Decisão liminar atende ação do MDB, aponta indícios de propaganda eleitoral antecipada e reforça o cerco da Justiça sobre a antecipação informal da disputa de 2026
O Tribunal Regional Eleitoral de Alagoas (TRE-AL) determinou a suspensão de dois perfis no Instagram que comercializavam produtos associados à imagem do ex-prefeito de Maceió, João Henrique Caldas, o JHC. A decisão liminar foi assinada pelo desembargador eleitoral Leo Dennisson Bezerra de Almeida, após ação apresentada pelo MDB de Alagoas. Segundo a representação, os perfis divulgavam camisas, bonés e outros materiais com referências ao número 45, à imagem de JHC e a expressões de conteúdo político-eleitoral.
Os perfis citados na decisão são @lojinha45_jhc_marina e @lojinha45jhcdosertao. De acordo com o entendimento do magistrado, os elementos exibidos nessas páginas podem caracterizar comunicação eleitoral antes do período permitido em lei, especialmente pelo uso combinado do número de urna, da imagem do pré-candidato e de materiais padronizados de apelo político.
Com isso, o TRE determinou a suspensão cautelar dos dois perfis no prazo de um dia após a intimação da plataforma. Além disso, o Instagram/Meta deverá fornecer, em até dois dias, os dados cadastrais e informações técnicas necessárias para a identificação dos responsáveis pela criação e administração das contas investigadas.
Por outro lado, a decisão não acolheu integralmente o pedido do MDB. Neste momento, o magistrado não determinou a suspensão da comercialização dos produtos, sob o argumento de que ainda não existem provas suficientes de distribuição gratuita de brindes nem de participação direta de candidato, partido político ou estrutura formal de pré-campanha na produção e venda dos materiais.
A defesa de JHC alegou ausência de ligação direta com os perfis e sustentou que os produtos seriam comercializados por terceiros, sem distribuição gratuita. O processo continua em tramitação e deve avançar após o envio das informações pela plataforma e a manifestação das partes envolvidas. O TNH1 informou ainda que buscou contato com o ex-prefeito e deixou espaço aberto para posicionamento sobre o caso.
Politicamente, o episódio é mais relevante do que parece à primeira vista. A decisão manda um recado claro ao ambiente pré-eleitoral: a Justiça Eleitoral está de olho não apenas em discursos, palanques e eventos, mas também nas engrenagens digitais que podem funcionar como vitrine informal de pré-campanha.

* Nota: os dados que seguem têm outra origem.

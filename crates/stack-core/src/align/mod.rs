//! Star-pattern alignment kernel. Depends on [`crate::detect`].

use std::collections::HashMap;

use ndarray::Array2;

use crate::consts::{ALIGN_MATCH_RADIUS_PX, ALIGN_MIN_INLIERS, DEFAULT_ALIGN_K, EPSILON};
use crate::error::{Result, StackError};
use crate::frame::{SimilarityXform, Star, StarList};

/// Fingerprint of a star triple: the two largest-to-smallest side-length
/// ratios, invariant to rotation, translation and (near-)uniform scale.
#[derive(Clone, Copy, Debug)]
struct TriangleKey {
    ratio_a: i32,
    ratio_b: i32,
}

const FINGERPRINT_QUANT: f32 = 200.0;

fn triangle_key(a: (f32, f32), b: (f32, f32), c: (f32, f32)) -> Option<(TriangleKey, [usize; 3])> {
    let d_ab = dist(a, b);
    let d_bc = dist(b, c);
    let d_ca = dist(c, a);
    let mut sides = [(d_ab, 0usize), (d_bc, 1usize), (d_ca, 2usize)];
    sides.sort_by(|x, y| y.0.partial_cmp(&x.0).unwrap());
    let (longest, _) = sides[0];
    if longest < EPSILON {
        return None;
    }
    let ratio_a = sides[1].0 / longest;
    let ratio_b = sides[2].0 / longest;
    Some((
        TriangleKey {
            ratio_a: (ratio_a * FINGERPRINT_QUANT).round() as i32,
            ratio_b: (ratio_b * FINGERPRINT_QUANT).round() as i32,
        },
        [0, 1, 2],
    ))
}

fn dist(a: (f32, f32), b: (f32, f32)) -> f32 {
    ((a.0 - b.0).powi(2) + (a.1 - b.1).powi(2)).sqrt()
}

/// Build every triangle fingerprint from the top-`k` stars of a list.
fn triangles(stars: &[Star], k: usize) -> Vec<(TriangleKey, (usize, usize, usize))> {
    let n = stars.len().min(k);
    let mut out = Vec::new();
    for i in 0..n {
        for j in (i + 1)..n {
            for l in (j + 1)..n {
                let pi = (stars[i].x, stars[i].y);
                let pj = (stars[j].x, stars[j].y);
                let pl = (stars[l].x, stars[l].y);
                if let Some((key, _)) = triangle_key(pi, pj, pl) {
                    out.push((key, (i, j, l)));
                }
            }
        }
    }
    out
}

/// Estimate the similarity transform mapping `target` stars onto `reference`
/// stars via triangle-fingerprint correspondence voting, then refine with a
/// least-squares fit over nearest-neighbor inliers.
pub fn align_stars(
    reference: &StarList,
    target: &StarList,
    frame_id: u64,
    align_k: usize,
    align_t: f32,
) -> Result<SimilarityXform> {
    let k = if align_k == 0 { DEFAULT_ALIGN_K } else { align_k };
    let ref_tris = triangles(&reference.0, k);
    let tgt_tris = triangles(&target.0, k);

    let mut ref_index: HashMap<(i32, i32), Vec<(usize, usize, usize)>> = HashMap::new();
    for (key, idxs) in &ref_tris {
        ref_index.entry((key.ratio_a, key.ratio_b)).or_default().push(*idxs);
    }

    // Vote on candidate correspondences in a coarse (dx, dy) bucket space.
    let mut votes: HashMap<(i32, i32), Vec<(usize, usize)>> = HashMap::new();
    for (key, (ti, tj, tl)) in &tgt_tris {
        if let Some(matches) = ref_index.get(&(key.ratio_a, key.ratio_b)) {
            for &(ri, rj, rl) in matches {
                for (t_idx, r_idx) in [(*ti, ri), (*tj, rj), (*tl, rl)] {
                    let t_star = target.0[t_idx];
                    let r_star = reference.0[r_idx];
                    let dx = (r_star.x - t_star.x).round() as i32;
                    let dy = (r_star.y - t_star.y).round() as i32;
                    votes.entry((dx, dy)).or_default().push((t_idx, r_idx));
                }
            }
        }
    }

    let best_bucket = votes
        .into_iter()
        .max_by_key(|(_, pairs)| pairs.len())
        .map(|(_, pairs)| pairs);

    let Some(mut pairs) = best_bucket else {
        return Err(StackError::AlignmentFailed {
            frame_id,
            residual_px: f32::INFINITY,
            inliers: 0,
        });
    };
    pairs.sort_unstable();
    pairs.dedup();

    if pairs.len() < ALIGN_MIN_INLIERS {
        return Err(StackError::AlignmentFailed {
            frame_id,
            residual_px: f32::INFINITY,
            inliers: pairs.len(),
        });
    }

    let correspondences: Vec<(Star, Star)> = pairs
        .iter()
        .map(|&(t, r)| (target.0[t], reference.0[r]))
        .collect();

    let xform = least_squares_similarity(&correspondences);
    let (residual, inliers) = refine_inliers(&xform, &correspondences);

    if inliers.len() < ALIGN_MIN_INLIERS {
        return Err(StackError::AlignmentFailed {
            frame_id,
            residual_px: residual,
            inliers: inliers.len(),
        });
    }

    let refined = least_squares_similarity(&inliers);
    let (final_residual, final_inliers) = refine_inliers(&refined, &inliers);

    if final_inliers.len() < ALIGN_MIN_INLIERS {
        return Err(StackError::AlignmentFailed {
            frame_id,
            residual_px: final_residual,
            inliers: final_inliers.len(),
        });
    }
    if final_residual > align_t {
        return Err(StackError::AlignmentFailed {
            frame_id,
            residual_px: final_residual,
            inliers: final_inliers.len(),
        });
    }

    Ok(SimilarityXform {
        residual_px: final_residual,
        match_count: final_inliers.len(),
        ..refined
    })
}

/// Closed-form least-squares similarity transform (Umeyama, scale+rotation
/// only, no reflection) from `target -> reference` point correspondences.
fn least_squares_similarity(pairs: &[(Star, Star)]) -> SimilarityXform {
    let n = pairs.len() as f32;
    if n < 2.0 {
        return SimilarityXform::identity();
    }

    let (mut tx_mean, mut ty_mean, mut rx_mean, mut ry_mean) = (0.0f32, 0.0f32, 0.0f32, 0.0f32);
    for (t, r) in pairs {
        tx_mean += t.x;
        ty_mean += t.y;
        rx_mean += r.x;
        ry_mean += r.y;
    }
    tx_mean /= n;
    ty_mean /= n;
    rx_mean /= n;
    ry_mean /= n;

    let mut sxx = 0.0f32;
    let mut sxy_cross = 0.0f32; // sum(t' . r') as cos-like term
    let mut sxy_skew = 0.0f32; // sum(t'.x*r'.y - t'.y*r'.x) as sin-like term
    for (t, r) in pairs {
        let tdx = t.x - tx_mean;
        let tdy = t.y - ty_mean;
        let rdx = r.x - rx_mean;
        let rdy = r.y - ry_mean;
        sxx += tdx * tdx + tdy * tdy;
        sxy_cross += tdx * rdx + tdy * rdy;
        sxy_skew += tdx * rdy - tdy * rdx;
    }

    if sxx < EPSILON {
        return SimilarityXform::identity();
    }

    let a = sxy_cross / sxx; // scale * cos(rotation)
    let b = sxy_skew / sxx; // scale * sin(rotation)
    let scale = (a * a + b * b).sqrt().max(EPSILON);
    let rotation = b.atan2(a);

    let (s, c) = rotation.sin_cos();
    let tx = rx_mean - scale * (c * tx_mean - s * ty_mean);
    let ty = ry_mean - scale * (s * tx_mean + c * ty_mean);

    SimilarityXform {
        scale,
        rotation,
        tx,
        ty,
        residual_px: 0.0,
        match_count: pairs.len(),
    }
}

/// Keep only correspondences within `ALIGN_MATCH_RADIUS_PX` of the predicted
/// position, and report the RMS residual over the surviving set.
fn refine_inliers(xform: &SimilarityXform, pairs: &[(Star, Star)]) -> (f32, Vec<(Star, Star)>) {
    let mut inliers = Vec::new();
    let mut sum_sq = 0.0f32;
    for &(t, r) in pairs {
        let (px, py) = xform.apply(t.x, t.y);
        let d = ((px - r.x).powi(2) + (py - r.y).powi(2)).sqrt();
        if d <= ALIGN_MATCH_RADIUS_PX {
            inliers.push((t, r));
            sum_sq += d * d;
        }
    }
    let rms = if inliers.is_empty() {
        f32::INFINITY
    } else {
        (sum_sq / inliers.len() as f32).sqrt()
    };
    (rms, inliers)
}

/// Bilinear sample of `data` at fractional coordinates; out-of-bounds yields
/// `None` (caller decides between `NaN`-fill and "own location" fallback).
fn bilinear_sample(data: &Array2<f32>, x: f32, y: f32) -> Option<f32> {
    let (h, w) = data.dim();
    if x < 0.0 || y < 0.0 || x > (w - 1) as f32 || y > (h - 1) as f32 {
        return None;
    }
    let x0 = x.floor() as usize;
    let y0 = y.floor() as usize;
    let x1 = (x0 + 1).min(w - 1);
    let y1 = (y0 + 1).min(h - 1);
    let fx = x - x0 as f32;
    let fy = y - y0 as f32;

    let top = data[[y0, x0]] * (1.0 - fx) + data[[y0, x1]] * fx;
    let bottom = data[[y1, x0]] * (1.0 - fx) + data[[y1, x1]] * fx;
    Some(top * (1.0 - fy) + bottom * fy)
}

/// How to fill samples that land outside the source frame during resampling.
#[derive(Clone, Copy, Debug, PartialEq, Eq)]
pub enum OutOfBoundsMode {
    Nan,
    OwnLocation,
}

/// Resample `data` onto the reference grid using the inverse of `xform`,
/// row-parallel once the frame clears [`crate::consts::PARALLEL_PIXEL_THRESHOLD`].
pub fn warp_frame(data: &Array2<f32>, xform: &SimilarityXform, fill: OutOfBoundsMode, fill_value: f32) -> Array2<f32> {
    use rayon::prelude::*;

    let (h, w) = data.dim();
    let inverse = xform.invert();
    let mut out = Array2::<f32>::zeros((h, w));

    if h * w >= crate::consts::PARALLEL_PIXEL_THRESHOLD {
        out.axis_iter_mut(ndarray::Axis(0))
            .into_par_iter()
            .enumerate()
            .for_each(|(row, mut out_row)| {
                for col in 0..w {
                    let (sx, sy) = inverse.apply(col as f32, row as f32);
                    out_row[col] = bilinear_sample(data, sx, sy).unwrap_or(match fill {
                        OutOfBoundsMode::Nan => f32::NAN,
                        OutOfBoundsMode::OwnLocation => fill_value,
                    });
                }
            });
    } else {
        for row in 0..h {
            for col in 0..w {
                let (sx, sy) = inverse.apply(col as f32, row as f32);
                out[[row, col]] = bilinear_sample(data, sx, sy).unwrap_or(match fill {
                    OutOfBoundsMode::Nan => f32::NAN,
                    OutOfBoundsMode::OwnLocation => fill_value,
                });
            }
        }
    }

    out
}

#[cfg(test)]
mod tests {
    use super::*;

    fn grid_stars(offset_x: f32, offset_y: f32) -> StarList {
        let base = [(10.0, 10.0), (40.0, 15.0), (25.0, 45.0), (60.0, 50.0), (15.0, 60.0)];
        StarList(
            base.iter()
                .enumerate()
                .map(|(i, &(x, y))| Star {
                    x: x + offset_x,
                    y: y + offset_y,
                    mass: 1000.0 - i as f32,
                    hfr: 2.0,
                })
                .collect(),
        )
    }

    #[test]
    fn pure_translation_is_recovered() {
        let reference = grid_stars(0.0, 0.0);
        let target = grid_stars(-3.0, 5.0);
        let xform = align_stars(&reference, &target, 1, 5, 1.0).unwrap();
        assert!((xform.tx - 3.0).abs() < 0.5);
        assert!((xform.ty + 5.0).abs() < 0.5);
    }

    #[test]
    fn too_few_stars_fails() {
        let reference = StarList(vec![Star { x: 1.0, y: 1.0, mass: 1.0, hfr: 1.0 }]);
        let target = StarList(vec![Star { x: 1.0, y: 1.0, mass: 1.0, hfr: 1.0 }]);
        assert!(align_stars(&reference, &target, 42, 5, 1.0).is_err());
    }

    #[test]
    fn residual_above_align_t_is_rejected() {
        let reference = grid_stars(0.0, 0.0);
        let target = grid_stars(-3.0, 5.0);
        assert!(align_stars(&reference, &target, 1, 5, -1.0).is_err());
    }

    #[test]
    fn warp_identity_is_lossless_inside_bounds() {
        let data = Array2::<f32>::from_shape_fn((32, 32), |(r, c)| (r * 32 + c) as f32);
        let warped = warp_frame(&data, &SimilarityXform::identity(), OutOfBoundsMode::Nan, 0.0);
        for r in 0..32 {
            for c in 0..32 {
                assert!((warped[[r, c]] - data[[r, c]]).abs() < 1e-3);
            }
        }
    }
}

Quando o marketing político começa a circular travestido de “lojinha”, o debate deixa de ser apenas comercial e passa a tocar diretamente no equilíbrio da disputa. Esta leitura é uma análise editorial a partir dos fatos informados na decisão liminar.
O caso também expõe um traço cada vez mais presente na política contemporânea: a antecipação simbólica da campanha. Antes mesmo do período oficial, nomes, números, cores e slogans passam a ocupar as redes de maneira calculada, buscando fixar imagem, identidade e recall eleitoral.
A decisão do TRE-AL não encerra a discussão, mas indica que esse tipo de estratégia pode encontrar limite quando há indícios de promoção política disfarçada de iniciativa espontânea ou comercial.
No fim das contas, a medida é ruim politicamente para JHC, mesmo sem reconhecer culpa ou vínculo direto com os perfis neste momento. Em ano de pré-campanha, qualquer decisão judicial envolvendo propaganda antecipada produz desgaste, alimenta o discurso dos adversários e amplia o campo de vigilância sobre os próximos movimentos digitais do grupo político do ex-prefeito.